Ci sono altri due dati da non sottovalutare. Il primo, che quel 45,7% di persone “digitalmente competenti” sono praticamente le stesse di due anni fa, il che porta a pensare che, nonostante lo sviluppo tecnologico in corso, dal 2021 non è cambiato alcunché.

Il secondo dato (ma a questo, purtroppo, siamo abituati anche in altri ambiti) è che siamo sotto la media europea del 55,5%.

Se ne potrebbe aggiungere un terzo spunto di riflessione: l’obiettivo fissato dall’Ue per il 2030 (ormai non manca molto) è quello di avere l’80% di cittadini con competenze digitali almeno di base. Noi siamo a poco più della metà e toccherà imparare in fretta se non vogliamo che siano sempre gli altri ad alzare la media, con tutto quello che ciò comporterebbe.

Più nello specifico, e per quanto riguarda l’AI, Eumetra ha rilevato che a interessarsi della tecnologia di ultima generazione è quasi il 40% degli under 25 e il 34% della fascia che va da 25 a 34 anni. Da questa età in su, l’interesse e la conoscenza vanno via via calando.

Non a caso, solo il 43% conosce la definizione formale di Intelligenza artificiale (“L’abilità di una macchina di ragionare e apprendere senza che si possa distinguere da un essere umano”). Il 35% ne dà definizioni errate (“La scienza che costruisce robot in grado di sostituire le persone in attività lavorative di tipo intellettuale”) o parziali (“Software che sanno scrivere testi da soli o creare immagini da soli”).

Chi si informa sull’AI lo fa attraverso la TV (55%) o i social network (53%), mentre appena il 13% degli intervistati ha sentito parlare di Intelligenza artificiale in ambito lavorativo o scolastico. Ecco il punto. O, per meglio dire, “uno” dei punti. Un altro, infatti, è ciò che la maggior parte dei cittadini interpellati dall’istituto di ricerca si attende dall’Intelligenza artificiale.

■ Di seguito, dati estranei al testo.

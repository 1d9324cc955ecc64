// (c) Copyright 2025 Mikołaj Kuranowski
// SPDX-License-Identifier: MIT

use crate::astar::{
    propagate_wave, AStarError, AStarGraph, Context, LengthChecker, Params, RoutingResult,
    Visitor,
};
use crate::cancel::PeriodicPoll;
use crate::{max_weight, AStarWeight, Cancellable};

// A* is equivalent to Dijkstra's algorithm run on a reweighted graph.
// If an edge (v, w) has length l(v, w), its reduced cost is
// l_r(v, w) = l(v, w) + pi(w) - pi(v), where pi() is any function which
// ensures l_r(v, w) >= 0 for every edge. Here pi() is the heuristic estimate
// of the remaining cost to the finish.
//
// See David Eppstein's "Reweighting a graph for faster shortest paths",
// https://11011110.github.io/blog/2008/04/03/reweighting-graph-for.html.

/// Uses the [A* algorithm](https://en.wikipedia.org/wiki/A*_search_algorithm)
/// to find the shortest route from `params.start` to `params.finish`.
///
/// The search is a [propagate_wave] over reduced edge weights. States whose real
/// length is rejected by the [LengthChecker] are never queued, and the final
/// route weight is checked once more, which may turn a found route into
/// [AStarError::NoPath].
///
/// The [Cancellable] is polled on the first settled vertex, and then on every
/// 128th one.
pub fn find_path<G, C, Vis, Len>(
    params: &mut Params<'_, G, C, Vis, Len>,
) -> Result<RoutingResult<G::Vertex, G::Weight>, AStarError>
where
    G: AStarGraph,
    C: Cancellable + ?Sized,
    Vis: Visitor<G::Vertex>,
    Len: LengthChecker<G::Weight>,
{
    let epsilon = params.epsilon();
    let Params {
        graph,
        start,
        finish,
        cancellable,
        visitor,
        length_checker,
        bad_reduced_weight,
    } = params;
    let (graph, start, finish, bad_reduced_weight) = (*graph, *start, *finish, *bad_reduced_weight);

    let mut context = Context::new();
    let mut poll = PeriodicPoll::new(*cancellable);
    let mut outcome = Err(AStarError::NoPath);
    let mut settled: usize = 0;

    let heuristic_diff = |from: G::Vertex, to: G::Vertex| {
        graph.heuristic_cost_estimate(from, finish) - graph.heuristic_cost_estimate(to, finish)
    };
    let reduced_to_full = |from: G::Vertex, to: G::Vertex, reduced: G::Weight| {
        reduced + heuristic_diff(from, to)
    };

    propagate_wave(
        graph,
        start,
        &mut context,
        |vertex, _| {
            if poll.is_cancelled() {
                outcome = Err(AStarError::Cancelled);
                return false;
            }

            settled += 1;
            visitor.visit(vertex, finish);

            if vertex == finish {
                outcome = Ok(());
                return false;
            }

            true
        },
        |from, edge| {
            let h_from = graph.heuristic_cost_estimate(from, finish);
            let h_to = graph.heuristic_cost_estimate(edge.target, finish);
            let reduced = edge.weight - (h_from - h_to);
            if reduced < G::Weight::ZERO - epsilon
                && bad_reduced_weight(reduced, max_weight(h_from, h_to))
            {
                log::error!(
                    "invariant violated: reduced weight of {:?} -> {:?} is {:?}",
                    from,
                    edge.target,
                    reduced,
                );
                debug_assert!(false, "negative reduced weight in a* search");
            }
            max_weight(reduced, G::Weight::ZERO)
        },
        |state| length_checker.check(reduced_to_full(start, state.vertex, state.distance)),
    );

    log::debug!(
        "a* {:?} -> {:?}: settled {} vertices, outcome {:?}",
        start,
        finish,
        settled,
        outcome,
    );
    outcome?;

    let distance = reduced_to_full(start, finish, context.distance(finish));
    if !length_checker.check(distance) {
        return Err(AStarError::NoPath);
    }

    Ok(RoutingResult::new(context.reconstruct_path(finish), distance))
}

I più giovani, ad esempio, sono favorevoli alla guida autonoma (il 40% la vorrebbe), ma decisamente contrari ad una diagnosi medica realizzata da una "macchina intelligente". Quasi 7 persone su 10 utilizzerebbero l'AI per comporre una ricetta a partire dagli ingredienti presenti in frigo, 6 su 10 per cercare un documento in un archivio, 5 su 10 per comporre una canzone e 4 su 10 per conversare durante una chiamata al call center. Ben accetti anche suggerimenti "commerciali", come proposte di film o di prodotti in base alle preferenze personali, mentre sono del tutto banditi quegli aspetti che in qualche modo incidono sulla nostra identità, sul nostro modo di essere e pensare, come ad esempio un aiuto nelle scelte di voto. 

Tira le conclusioni Matteo Lucchi, amministratore delegato di Eumetra: “La lezione da trarre è che non si può parlare di Intelligenza artificiale tout court, ma delle sue applicazioni. Le aziende in particolare devono imparare ad ascoltare i bisogni delle persone e proporre soluzioni che rappresentino un servizio utile per i propri clienti. La parola d'ordine è, insomma, concretezza".